Religiões, vírus e responsabilidade de todos

| 14 Mar 20

Passou pouco mais de um mês sobre uma tertúlia em que se falou de media e religião, comunidade e fé, no arranque de um novo ano civil. Ouvíamos já os primeiros relatos de um novo vírus e as implicações da sua propagação na longínqua China. As preocupações andavam ainda perdidas entre as consequências de um livro que colocava “Papa” contra Papa, o papel da religião na moldura cultural e social ou as novas formas de comunicar e de estar.

Na assistência havia sobretudo gente religiosa, mas também ateus e agnósticos, empenhados, todos, em fazer pontes e estreitar caminhos de convivência onde as circunstâncias aparentam dificuldades de encontro.

Pelo meio ouviam-se, de diferentes sensibilidades, rasgos de lucidez humana, daquela ética que subjaz à existência e releva o essencial sobre o (pre)conceito, a essência sobre a(s) forma(s). “O amor”, disse alguém, “não tem fronteiras” e “de Deus nunca ninguém ouviu dizer de que religião é, ou que tem uma religião”. Reclamava-se aquele lugar sem lugar, aquela utopia comum em construção, transformada em ideia para se fazer ética do cuidado e respeito pelo próximo.

Recuperando a philia aristotélica, o Papa Francisco rediz este “amor” como sendo também cívico e político, a capacidade de o humano ser em relação, valorizando-se coletivamente para se transcender individualmente e na corresponsabilidade.

Ninguém, naquela tertúlia, imaginaria que tais reflexões fizessem tanto sentido poucas semanas depois.

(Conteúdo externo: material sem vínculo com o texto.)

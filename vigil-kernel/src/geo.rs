//! Best-effort geolocation enrichment for reporter static data.
//!
//! Lookup failures are the caller's to swallow; nothing here may ever
//! block report processing.

use serde::Deserialize;
use std::net::IpAddr;
use std::time::Duration;

#[derive(Debug, Clone, Deserialize)]
pub struct GeoInfo {
    pub country: Option<String>,
    #[serde(rename = "countryCode")]
    pub country_code: Option<String>,
}

pub struct HttpGeoLookup {
    client: reqwest::Client,
}

impl HttpGeoLookup {
    pub fn new() -> Self {
        let client = reqwest::Client::builder()
            .timeout(Duration::from_secs(5))
            .build()
            .unwrap_or_default();
        Self { client }
    }

    /// Loopback and private addresses have no meaningful geolocation;
    /// skip the round-trip entirely.
    pub fn is_lookupable(ip: &IpAddr) -> bool {
        match ip {
            IpAddr::V4(v4) => !v4.is_loopback() && !v4.is_private() && !v4.is_link_local(),
            IpAddr::V6(v6) => !v6.is_loopback(),
        }
    }

    pub async fn lookup(&self, ip: IpAddr) -> Result<GeoInfo, reqwest::Error> {
        let url = format!("http://ip-api.com/json/{ip}?fields=country,countryCode");
        self.client.get(url).send().await?.error_for_status()?.json().await
    }
}

impl Default for HttpGeoLookup {
    fn default() -> Self {
        Self::new()
    }
}
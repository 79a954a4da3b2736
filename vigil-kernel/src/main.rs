//! Vigil kernel - machine fleet monitoring backend
//!
//! Bootstraps the full stack: config, persistent store, report pipeline,
//! connection registry, broadcast scheduler and the websocket gateway.
//! Reporters push telemetry in, dashboard clients get the live fleet out.

mod auth;
mod config;
mod events;
mod gateway;
mod geo;
mod health;
mod pipeline;
mod registry;
mod report;
mod scheduler;
mod store;
mod units;
mod validate;

use crate::auth::ApiKeyVerifier;
use crate::config::load_config;
use crate::gateway::GatewayState;
use crate::geo::HttpGeoLookup;
use crate::health::HealthTracker;
use crate::pipeline::ReportPipeline;
use crate::registry::ConnectionRegistry;
use crate::scheduler::BroadcastScheduler;
use crate::store::JsonStore;

use anyhow::{Context, Result};
use std::net::SocketAddr;
use std::sync::Arc;
use tokio::net::TcpListener;
use tracing::info;
use tracing_subscriber::EnvFilter;

#[tokio::main]
async fn main() -> Result<()> {
    dotenvy::dotenv().ok();

    tracing_subscriber::fmt()
        .with_env_filter(EnvFilter::try_from_default_env().unwrap_or_else(|_| EnvFilter::new("vigil_kernel=info")))
        .init();

    let cfg = load_config().await;

    std::fs::create_dir_all(&cfg.data_dir)
        .with_context(|| format!("failed to create data dir {}", cfg.data_dir))?;

    // the store is load-bearing: a kernel that cannot persist must not start
    let store = Arc::new(JsonStore::open(&cfg.data_dir).context("failed to open machine store")?);

    let registry = Arc::new(ConnectionRegistry::new());
    let pipeline = Arc::new(ReportPipeline::new(cfg.latest_reporter_version));
    let verifier = Arc::new(ApiKeyVerifier::from_env());
    let geo = cfg.geo_lookup.then(|| Arc::new(HttpGeoLookup::new()));
    let health = HealthTracker::new();

    // heartbeat, machine fan-out, snapshot eviction and speedtest triggers
    let _scheduler = BroadcastScheduler::start(registry.clone(), &cfg);

    let app = gateway::build_router(GatewayState {
        cfg: cfg.clone(),
        registry,
        pipeline,
        store,
        verifier,
        geo,
        health,
    });

    let addr = SocketAddr::from(([0, 0, 0, 0], cfg.bind_port));
    info!("kernel listening on http://{addr}");
    let listener = TcpListener::bind(addr).await.with_context(|| format!("failed to bind {addr}"))?;
    axum::serve(listener, app.into_make_service_with_connect_info::<SocketAddr>())
        .await
        .context("server error")?;
    Ok(())
}
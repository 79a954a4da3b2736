//! Machine store: the persistence collaborator consumed by the gateway.
//!
//! The trait is the seam; the default implementation keeps machines and
//! point ledgers in JSON files under the data dir and appends canonical
//! stats samples to a JSONL log. Startup failure here is fatal (no serving
//! without persistence); a single failed write is the caller's problem to
//! log and swallow.

use crate::report::CanonicalReport;
use parking_lot::Mutex;
use serde::{Deserialize, Serialize};
use std::collections::HashMap;
use std::fs;
use std::io::Write;
use std::path::PathBuf;
use time::format_description::well_known::Rfc3339;
use time::OffsetDateTime;
use tracing::info;

#[derive(Debug, thiserror::Error)]
pub enum StoreError {
    #[error("IO error: {0}")]
    Io(#[from] std::io::Error),
    #[error("serialization error: {0}")]
    Serialization(#[from] serde_json::Error),
}

#[derive(Debug, Clone, Serialize, Deserialize)]
pub struct MachineRecord {
    pub uuid: String,
    pub hostname: Option<String>,
    pub os: Option<String>,
    pub owner: Option<String>,
    pub country: Option<String>,
    pub registered_at: String,
    pub last_seen: String,
}

#[derive(Debug, Clone, Serialize, Deserialize)]
pub struct UserRecord {
    pub identity: String,
    pub points: i64,
}

/// Persistence contract the gateway depends on. Writes of independent
/// reports are independent; no cross-report transaction exists.
pub trait MachineStore: Send + Sync {
    fn find_machine(&self, uuid: &str) -> Option<MachineRecord>;
    /// Idempotent upsert keyed by hardware identity.
    fn upsert_machine(&self, record: MachineRecord) -> Result<(), StoreError>;
    fn append_stats_sample(&self, report: &CanonicalReport) -> Result<(), StoreError>;
    fn find_user(&self, identity: &str) -> Option<UserRecord>;
    /// Add points to an identity's ledger, returning the new total.
    fn add_points(&self, identity: &str, n: i64) -> Result<i64, StoreError>;
    fn append_speedtest(&self, uuid: &str, result: &serde_json::Value) -> Result<(), StoreError>;
}

#[derive(Debug, Default, Serialize, Deserialize)]
struct StoreData {
    machines: HashMap<String, MachineRecord>,
    points: HashMap<String, i64>,
}

/// JSON-file store: `store.json` for machines and point ledgers,
/// `stats.jsonl` / `speedtests.jsonl` for append-only sample logs.
pub struct JsonStore {
    store_path: PathBuf,
    stats_path: PathBuf,
    speedtest_path: PathBuf,
    data: Mutex<StoreData>,
}

impl JsonStore {
    /// Loads existing data; a malformed store file is a hard error so the
    /// kernel refuses to start on corrupt state instead of clobbering it.
    pub fn open(data_dir: &str) -> Result<Self, StoreError> {
        let dir = PathBuf::from(data_dir);
        let store_path = dir.join("store.json");
        let data = if store_path.exists() {
            let content = fs::read_to_string(&store_path)?;
            serde_json::from_str(&content)?
        } else {
            StoreData::default()
        };
        info!(machines = data.machines.len(), "store loaded from {}", store_path.display());
        Ok(Self {
            store_path,
            stats_path: dir.join("stats.jsonl"),
            speedtest_path: dir.join("speedtests.jsonl"),
            data: Mutex::new(data),
        })
    }

    fn save(&self, data: &StoreData) -> Result<(), StoreError> {
        let content = serde_json::to_string_pretty(data)?;
        fs::write(&self.store_path, content)?;
        Ok(())
    }

    fn append_line(path: &PathBuf, line: &str) -> Result<(), StoreError> {
        let mut file = fs::OpenOptions::new().create(true).append(true).open(path)?;
        writeln!(file, "{line}")?;
        Ok(())
    }
}

pub fn now_rfc3339() -> String {
    OffsetDateTime::now_utc().format(&Rfc3339).unwrap_or_default()
}

impl MachineStore for JsonStore {
    fn find_machine(&self, uuid: &str) -> Option<MachineRecord> {
        self.data.lock().machines.get(uuid).cloned()
    }

    fn upsert_machine(&self, record: MachineRecord) -> Result<(), StoreError> {
        let mut data = self.data.lock();
        match data.machines.get_mut(&record.uuid) {
            Some(existing) => {
                // re-registration refreshes the descriptor but keeps the
                // original registration time
                existing.hostname = record.hostname.or(existing.hostname.take());
                existing.os = record.os.or(existing.os.take());
                existing.owner = record.owner.or(existing.owner.take());
                existing.country = record.country.or(existing.country.take());
                existing.last_seen = record.last_seen;
            }
            None => {
                data.machines.insert(record.uuid.clone(), record);
            }
        }
        self.save(&data)
    }

    fn append_stats_sample(&self, report: &CanonicalReport) -> Result<(), StoreError> {
        Self::append_line(&self.stats_path, &serde_json::to_string(report)?)
    }

    fn find_user(&self, identity: &str) -> Option<UserRecord> {
        let points = *self.data.lock().points.get(identity)?;
        Some(UserRecord { identity: identity.to_string(), points })
    }

    fn add_points(&self, identity: &str, n: i64) -> Result<i64, StoreError> {
        let mut data = self.data.lock();
        let total = data.points.entry(identity.to_string()).or_insert(0);
        *total += n;
        let total = *total;
        self.save(&data)?;
        Ok(total)
    }

    fn append_speedtest(&self, uuid: &str, result: &serde_json::Value) -> Result<(), StoreError> {
        let entry = serde_json::json!({
            "uuid": uuid,
            "at": now_rfc3339(),
            "result": result,
        });
        Self::append_line(&self.speedtest_path, &entry.to_string())
    }
}
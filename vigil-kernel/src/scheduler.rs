//! Broadcast scheduler: the fixed-interval timers driving fan-out.
//!
//! Three independent timers run for the gateway's whole lifetime,
//! regardless of how many sessions exist:
//! - every heartbeat interval: `heartbeat` to reporters (they answer with
//!   round-trip latency) and the full `machines` snapshot to clients;
//! - every eviction interval: wholesale snapshot clear, so machines that
//!   stopped reporting silently disappear from the next broadcast;
//! - every N hours: a fleet-wide `runSpeedtest` command to reporters.

use crate::config::KernelConfig;
use crate::events::OutboundEvent;
use crate::registry::{ConnectionRegistry, ROOM_CLIENTS, ROOM_REPORTERS};
use std::sync::Arc;
use std::time::Duration;
use time::OffsetDateTime;
use tokio::task::JoinHandle;
use tokio::time::{interval, interval_at, Instant};
use tracing::{debug, info};

pub fn epoch_ms() -> u64 {
    (OffsetDateTime::now_utc().unix_timestamp_nanos() / 1_000_000) as u64
}

pub struct BroadcastScheduler {
    handles: Vec<JoinHandle<()>>,
}

impl BroadcastScheduler {
    /// Spawn the three timers. They hold a reference to the registry and
    /// nothing else; a slow session degrades only itself.
    pub fn start(registry: Arc<ConnectionRegistry>, cfg: &KernelConfig) -> Self {
        info!(
            heartbeat_secs = cfg.heartbeat_interval_secs,
            evict_secs = cfg.snapshot_evict_secs,
            speedtest_hours = cfg.speedtest_interval_hours,
            "starting broadcast scheduler"
        );

        let heartbeat = {
            let registry = registry.clone();
            let period = Duration::from_secs(cfg.heartbeat_interval_secs);
            tokio::spawn(async move {
                let mut ticker = interval(period);
                loop {
                    ticker.tick().await;
                    registry.broadcast(ROOM_REPORTERS, &OutboundEvent::Heartbeat(epoch_ms()));
                    registry
                        .broadcast(ROOM_CLIENTS, &OutboundEvent::Machines(registry.snapshot_all()));
                }
            })
        };

        // eviction and speedtest wait a full period before their first
        // fire; an immediate tick would wipe fresh data / trigger a
        // fleet-wide speedtest on every restart
        let eviction = {
            let registry = registry.clone();
            let period = Duration::from_secs(cfg.snapshot_evict_secs);
            // anchor the first tick at construction, not at first poll
            let first_tick = Instant::now() + period;
            tokio::spawn(async move {
                let mut ticker = interval_at(first_tick, period);
                loop {
                    ticker.tick().await;
                    debug!("evicting machine snapshot map");
                    registry.snapshot_clear();
                }
            })
        };

        let speedtest = {
            let registry = registry.clone();
            let period = Duration::from_secs(cfg.speedtest_interval_hours * 3600);
            let first_tick = Instant::now() + period;
            tokio::spawn(async move {
                let mut ticker = interval_at(first_tick, period);
                loop {
                    ticker.tick().await;
                    info!("requesting fleet-wide speedtest");
                    registry.broadcast(ROOM_REPORTERS, &OutboundEvent::RunSpeedtest);
                }
            })
        };

        Self { handles: vec![heartbeat, eviction, speedtest] }
    }

    pub fn stop(&mut self) {
        for handle in self.handles.drain(..) {
            handle.abort();
        }
    }
}

impl Drop for BroadcastScheduler {
    fn drop(&mut self) {
        self.stop();
    }
}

Testemunhamos mais um apelo da história, uma contingência da existência, um suspiro da Terra. Vivemos momentos que enquadrávamos em ficções mais ou menos legitimadas pela previsibilidade científica.

Reagiremos a este momento, expectante, porque de ansiedade apocalítica e de incerteza social se alimenta também este tempo. E é na medida da resposta que diremos quem somos e como evoluímos desde o último suspiro, da última contingência, do último apelo.

O sentimento religioso também se sintoniza com as aparentes inevitabilidades. Em contexto judaico-cristão e islâmico desenha-se escatologicamente. Ensombrado pelo fantasma de Dante, o caminho passa pelo mitológico caos, que remete para a matéria primordial, como se a ordem das coisas implicasse a coexistência com uma desordem originária e simultaneamente restauradora.

A decisão de as igrejas, mesquitas e outros templos encerrarem ao culto é um sinal racionalmente extraordinário. Fora do contexto, será difícil entender o significado tremendo que esta decisão tem na vida dos crentes. A oração comunitária – que no catolicismo tem a dimensão sacramental da eucaristia, uma ação de graças com a presença mística de Deus –, é central na vivência de fé. Retirá-la do quotidiano dos crentes é, por isso, de uma extrema audácia e coragem, ainda mais no caso cristão e católico, atravessando praticamente todo o tempo quaresmal até à Páscoa.

É, simultaneamente, uma simbólica epifania. Se, em contexto de fé, se crê num Deus que se fez homem, é na salvaguarda da vida humana, em particular e no todo, que Ele se revela, em “amor” político e cívico, na opção corresponsável pelo bem-comum.

Condicionados por uma experiência exacerbadamente emocional ou agrilhoados em ritualísticos modos de compreensão do fenómeno religioso, sem os quais não se entendem, alguns crentes podem não perceber, e recusam, esta decisão. Não terão ainda percebido que esse fascinante inexplicável, que se diz com as ferramentas da fé e da espiritualidade, ganha contornos através da experiência humana em interdependência e corresponsabilidade.

O calendário gravará, para memória futura, um antes e um depois deste momento. O músculo resiliente determinará a sua dimensão, mas as estruturas religiosas mostram, na circunstância, estar do lado certo desta história.